- The exam is on Friday, December 9, from 10:10am to 12:10pm in Morton 313
- You may use your packet "Definitions and Theorems" for reference.
- The Exam is 8 problems.
- Prove a Theorem from Chapter 5 Plane Separation. (I choose the theorem.)
- Theorem 27 each half-plane contains three non-collinear points. (Ch. 4, p. 114)
- Theorem 28 Pasch's Theorem about a line intersecting a side of a triangle between vertices. (Ch. 4, p. 116)
- Theorem 29 about a line intersecting two sides of a triangle between vertices. (Ch. 4, p. 94)
- Theorem 33 Points on a side of a triangle are in the interior of the opposite angle. (Ch. 4, p. 116)
- Theorem 35 The Crossbar Theorem (Ch. 4, p. 120)

- Prove a Theorem involving concurrence of three lines associated to triangles. It will be one of these. (I choose the theorem.) (You might have to prove, or you might have to just justify and illustrate. And you might have to do the whole proof, or you might just have to do part of the proof.)
- Theorem 92 about the concurrence of the three angle bisectors for triangles in Neutral Geometry. (Ch. 8, p. 194))
- Theorem 95 about the existence of an inscribed circle for triangles in Neutral Geometry. (Ch. 8, p. 196)
- Theorem 106 about the concurrence of perpendicular bisectors of the sides for triangles in Euclidean Geometry. (Ch. 9, p. 206)
- Theorem 107 In Euclidean Geometry, every triangle can be circumscribed. (Ch. 9, p. 207)
- Theorem 113 about the concurrence of the altitudes for triangles in Euclidean Geometry. (Ch. 9, p. 211)
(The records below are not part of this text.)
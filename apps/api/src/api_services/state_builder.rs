use std::sync::Arc;

use bugzot_application::{
    AttachmentService, AuditService, AuthorizationService, BugService, CommentService,
    IdentityService, ProductService, RateLimitService, UserService,
};
use bugzot_core::AppError;
use bugzot_infrastructure::{Argon2PasswordHasher, JwtTokenCodec};
use sqlx::PgPool;

use crate::api_config::ApiConfig;
use crate::state::AppState;

mod caches;
mod repositories;

/// Wires every service over PostgreSQL when a pool is given, otherwise over
/// a fresh in-memory store.
pub fn build_app_state(pool: Option<PgPool>, config: &ApiConfig) -> Result<AppState, AppError> {
    let redis_client = config
        .redis_url
        .as_deref()
        .map(|redis_url| {
            redis::Client::open(redis_url)
                .map_err(|error| AppError::Validation(format!("invalid REDIS_URL: {error}")))
        })
        .transpose()?;

    let repositories = match &pool {
        Some(pool) => repositories::build_postgres_repository_set(pool),
        None => repositories::build_memory_repository_set(),
    };

    let authorization_service = AuthorizationService::new(repositories.audit_repository.clone());
    let audit_service = AuditService::new(
        repositories.audit_repository.clone(),
        authorization_service.clone(),
    );

    let identity_service = IdentityService::new(
        repositories.user_repository.clone(),
        Arc::new(JwtTokenCodec::new(&config.jwt_secret, config.jwt_ttl_minutes)?),
        caches::build_revocation_store(redis_client.clone()),
        caches::build_actor_cache(config, redis_client.clone()),
    );

    let rate_limit_service = RateLimitService::new(caches::build_rate_limit_repository(
        pool.as_ref(),
        redis_client.clone(),
    ));

    let user_service = UserService::new(
        repositories.user_repository.clone(),
        Arc::new(Argon2PasswordHasher::new()),
        identity_service.clone(),
        authorization_service.clone(),
        audit_service.clone(),
        rate_limit_service,
        config.rate_limits.clone(),
    );

    Ok(AppState {
        product_service: ProductService::new(
            repositories.product_repository.clone(),
            repositories.user_repository.clone(),
            authorization_service.clone(),
            identity_service.clone(),
        ),
        bug_service: BugService::new(
            repositories.bug_repository.clone(),
            repositories.product_repository,
            repositories.user_repository,
            authorization_service.clone(),
        ),
        comment_service: CommentService::new(
            repositories.comment_repository,
            repositories.bug_repository.clone(),
            authorization_service.clone(),
        ),
        attachment_service: AttachmentService::new(
            repositories.attachment_repository,
            repositories.bug_repository,
            authorization_service,
        ),
        identity_service,
        user_service,
        audit_service,
        postgres_pool: pool,
        redis_client,
    })
}
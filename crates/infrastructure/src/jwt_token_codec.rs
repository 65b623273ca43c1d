//! HS256 JWT access token codec.

use bugzot_application::{IssuedToken, TokenClaims, TokenCodec};
use bugzot_core::{AppError, AppResult};
use bugzot_domain::{Role, UserId};
use chrono::{DateTime, Duration, Utc};
use jsonwebtoken::{Algorithm, DecodingKey, EncodingKey, Header, Validation, decode, encode};
use serde::{Deserialize, Serialize};
use uuid::Uuid;

/// Minimum accepted signing secret length in bytes.
pub const JWT_SECRET_MIN_LENGTH: usize = 32;

#[derive(Debug, Serialize, Deserialize)]
struct Claims {
    sub: String,
    role: String,
    jti: String,
    iat: i64,
    exp: i64,
}

/// Signs and verifies access tokens with a shared HS256 secret.
#[derive(Clone)]
pub struct JwtTokenCodec {
    encoding_key: EncodingKey,
    decoding_key: DecodingKey,
    ttl: Duration,
}

impl JwtTokenCodec {
    /// Creates a codec from a secret of at least [`JWT_SECRET_MIN_LENGTH`] bytes.
    pub fn new(secret: &str, ttl_minutes: i64) -> AppResult<Self> {
        if secret.len() < JWT_SECRET_MIN_LENGTH {
            return Err(AppError::Validation(format!(
                "JWT secret must be at least {JWT_SECRET_MIN_LENGTH} bytes"
            )));
        }

        if ttl_minutes <= 0 {
            return Err(AppError::Validation(
                "JWT lifetime must be greater than zero minutes".to_owned(),
            ));
        }

        Ok(Self {
            encoding_key: EncodingKey::from_secret(secret.as_bytes()),
            decoding_key: DecodingKey::from_secret(secret.as_bytes()),
            ttl: Duration::minutes(ttl_minutes),
        })
    }
}

impl TokenCodec for JwtTokenCodec {
    fn issue(&self, user_id: UserId, role: Role) -> AppResult<IssuedToken> {
        let issued_at = Utc::now();
        let expires_at = issued_at + self.ttl;
        let claims = TokenClaims {
            user_id,
            role,
            token_id: Uuid::new_v4().to_string(),
            issued_at,
            expires_at,
        };

        let encoded = Claims {
            sub: user_id.to_string(),
            role: role.as_str().to_owned(),
            jti: claims.token_id.clone(),
            iat: issued_at.timestamp(),
            exp: expires_at.timestamp(),
        };

        let token = encode(&Header::new(Algorithm::HS256), &encoded, &self.encoding_key)
            .map_err(|error| AppError::Internal(format!("failed to sign access token: {error}")))?;

        Ok(IssuedToken { token, claims })
    }

    fn decode(&self, token: &str) -> AppResult<TokenClaims> {
        let mut validation = Validation::new(Algorithm::HS256);
        validation.leeway = 0;
        validation.set_required_spec_claims(&["exp", "sub"]);

        let data = decode::<Claims>(token, &self.decoding_key, &validation)
            .map_err(|error| AppError::Unauthenticated(format!("invalid access token: {error}")))?;
        let claims = data.claims;

        let user_id = Uuid::parse_str(&claims.sub)
            .map(UserId::from_uuid)
            .map_err(|_| AppError::Unauthenticated("invalid token subject".to_owned()))?;
        let role = claims
            .role
            .parse::<Role>()
            .map_err(|_| AppError::Unauthenticated("invalid token role".to_owned()))?;

        Ok(TokenClaims {
            user_id,
            role,
            token_id: claims.jti,
            issued_at: timestamp(claims.iat)?,
            expires_at: timestamp(claims.exp)?,
        })
    }
}

fn timestamp(seconds: i64) -> AppResult<DateTime<Utc>> {
    DateTime::from_timestamp(seconds, 0)
        .ok_or_else(|| AppError::Unauthenticated("invalid token timestamp".to_owned()))
}

#[cfg(test)]
mod tests {
    use super::*;

    const SECRET: &str = "a-test-secret-that-is-long-enough-for-hs256";

    fn codec() -> JwtTokenCodec {
        JwtTokenCodec::new(SECRET, 30).unwrap_or_else(|_| panic!("codec should build"))
    }

    #[test]
    fn issued_token_decodes_to_same_claims() -> AppResult<()> {
        let codec = codec();
        let user_id = UserId::new();
        let issued = codec.issue(user_id, Role::Maintainer)?;

        let claims = codec.decode(&issued.token)?;
        assert_eq!(claims.user_id, user_id);
        assert_eq!(claims.role, Role::Maintainer);
        assert_eq!(claims.token_id, issued.claims.token_id);
        assert_eq!(claims.expires_at.timestamp(), issued.claims.expires_at.timestamp());
        Ok(())
    }

    #[test]
    fn every_token_gets_a_fresh_id() -> AppResult<()> {
        let codec = codec();
        let user_id = UserId::new();
        let first = codec.issue(user_id, Role::Reporter)?;
        let second = codec.issue(user_id, Role::Reporter)?;
        assert_ne!(first.claims.token_id, second.claims.token_id);
        Ok(())
    }

    #[test]
    fn token_signed_with_other_secret_is_unauthenticated() -> AppResult<()> {
        let other = JwtTokenCodec::new("another-secret-that-is-long-enough-too!!", 30)?;
        let issued = other.issue(UserId::new(), Role::Admin)?;

        assert!(matches!(
            codec().decode(&issued.token),
            Err(AppError::Unauthenticated(_))
        ));
        Ok(())
    }

    #[test]
    fn expired_token_is_unauthenticated() -> AppResult<()> {
        let past = Utc::now() - Duration::minutes(5);
        let claims = Claims {
            sub: UserId::new().to_string(),
            role: "reporter".to_owned(),
            jti: Uuid::new_v4().to_string(),
            iat: (past - Duration::minutes(30)).timestamp(),
            exp: past.timestamp(),
        };
        let token = encode(
            &Header::new(Algorithm::HS256),
            &claims,
            &EncodingKey::from_secret(SECRET.as_bytes()),
        )
        .map_err(|error| AppError::Internal(error.to_string()))?;

        assert!(matches!(
            codec().decode(&token),
            Err(AppError::Unauthenticated(_))
        ));
        Ok(())
    }

    #[test]
    fn garbage_is_unauthenticated() {
        assert!(matches!(
            codec().decode("not.a.jwt"),
            Err(AppError::Unauthenticated(_))
        ));
    }

    #[test]
    fn short_secret_is_rejected() {
        assert!(JwtTokenCodec::new("short", 30).is_err());
    }
}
- Solve a Geometric Problem Involving Triangles. (I choose one.)
- Chapter 10 Exercises (p. 231 - 234) [15],[16],[17]
- Chapter 11 Exercises (p. 250 - 254) [1],[13],[15],[16],[17]

- Solve a Geometric Problem Involving Circles. (I choose one.)
- Chapter 8 Exercises (p. 197 - 199) [17],[18],[19],[20],[21]
- Chapter 12 Exercises (p. 274 - 277) [5],[6],[7],[12]

- Prove a Theorem that has a proof involving creating a triangle inside or adjacent to an existing triangle. (I choose the theorem.)
- Theorem 59 The Neutral Geometry Exterior Angle Theorem. (Ch. 7, p. 162)
- Theorem 61 BS ==> BA. (Ch. 7, p. 164)
- Theorem 64 The Triangle Inequality for Neutral Geometry. (Ch. 7, p. 165)
- Theorem 110 The Triangle Midsegment Theorem. (Ch. 9, p. 209)
- Theorem 122 The Angle Bisector Theorem Theorem. (Ch. 10, p. 222)

- Prove a Theorem that I proved with an indirect proof in the book. (I choose one theorem.)
- Theorem 62 BA ==> BS (Ch. 7, p. 164)
- Theorem 74 Alternate Interior Angle Theorem (Ch. 7, p. 180)
- Theorem 99 about parallel lines, transversals, and the special angle property in Euclidean Geometry. (Ch. 9, p. 203)

- Prove a Theorem that is stated as an Equivalence Theorem. (I choose the theorem, and which part you will prove.) (You won't have to prove all the parts.)
- Theorem 73 about angles formed by two lines and a transversal in Neutral Geometry (Chapter 7, p. 178)
- Theorem 85 about special rays in isosceles triangles (Ch. 8, p. 191)
- Theorem 86 about points equidistant from the endpoints of a line segment. (Ch. 8, p. 192)
- Theorem 108 about convex quadrilaterals. (Ch. 9, p. 208)

- Prove a Theorem involving an Application of Similarity or involving area of Similar Triangles. (I choose the theorem.)
- Theorem 130 The Pythagorean Theorem. (Ch. 10, p. 229)
- Theorem 132 The product of
*base*height*does not depend on the choice of base. (I would have you prove just one of the cases.) (Ch. 10, p. 230) - Theorem 135 about the ratio of the areas of similar triangles. (Ch. 11, p. 245)

- Prove a Theorem from Chapter 5 Plane Separation. (I choose the theorem.)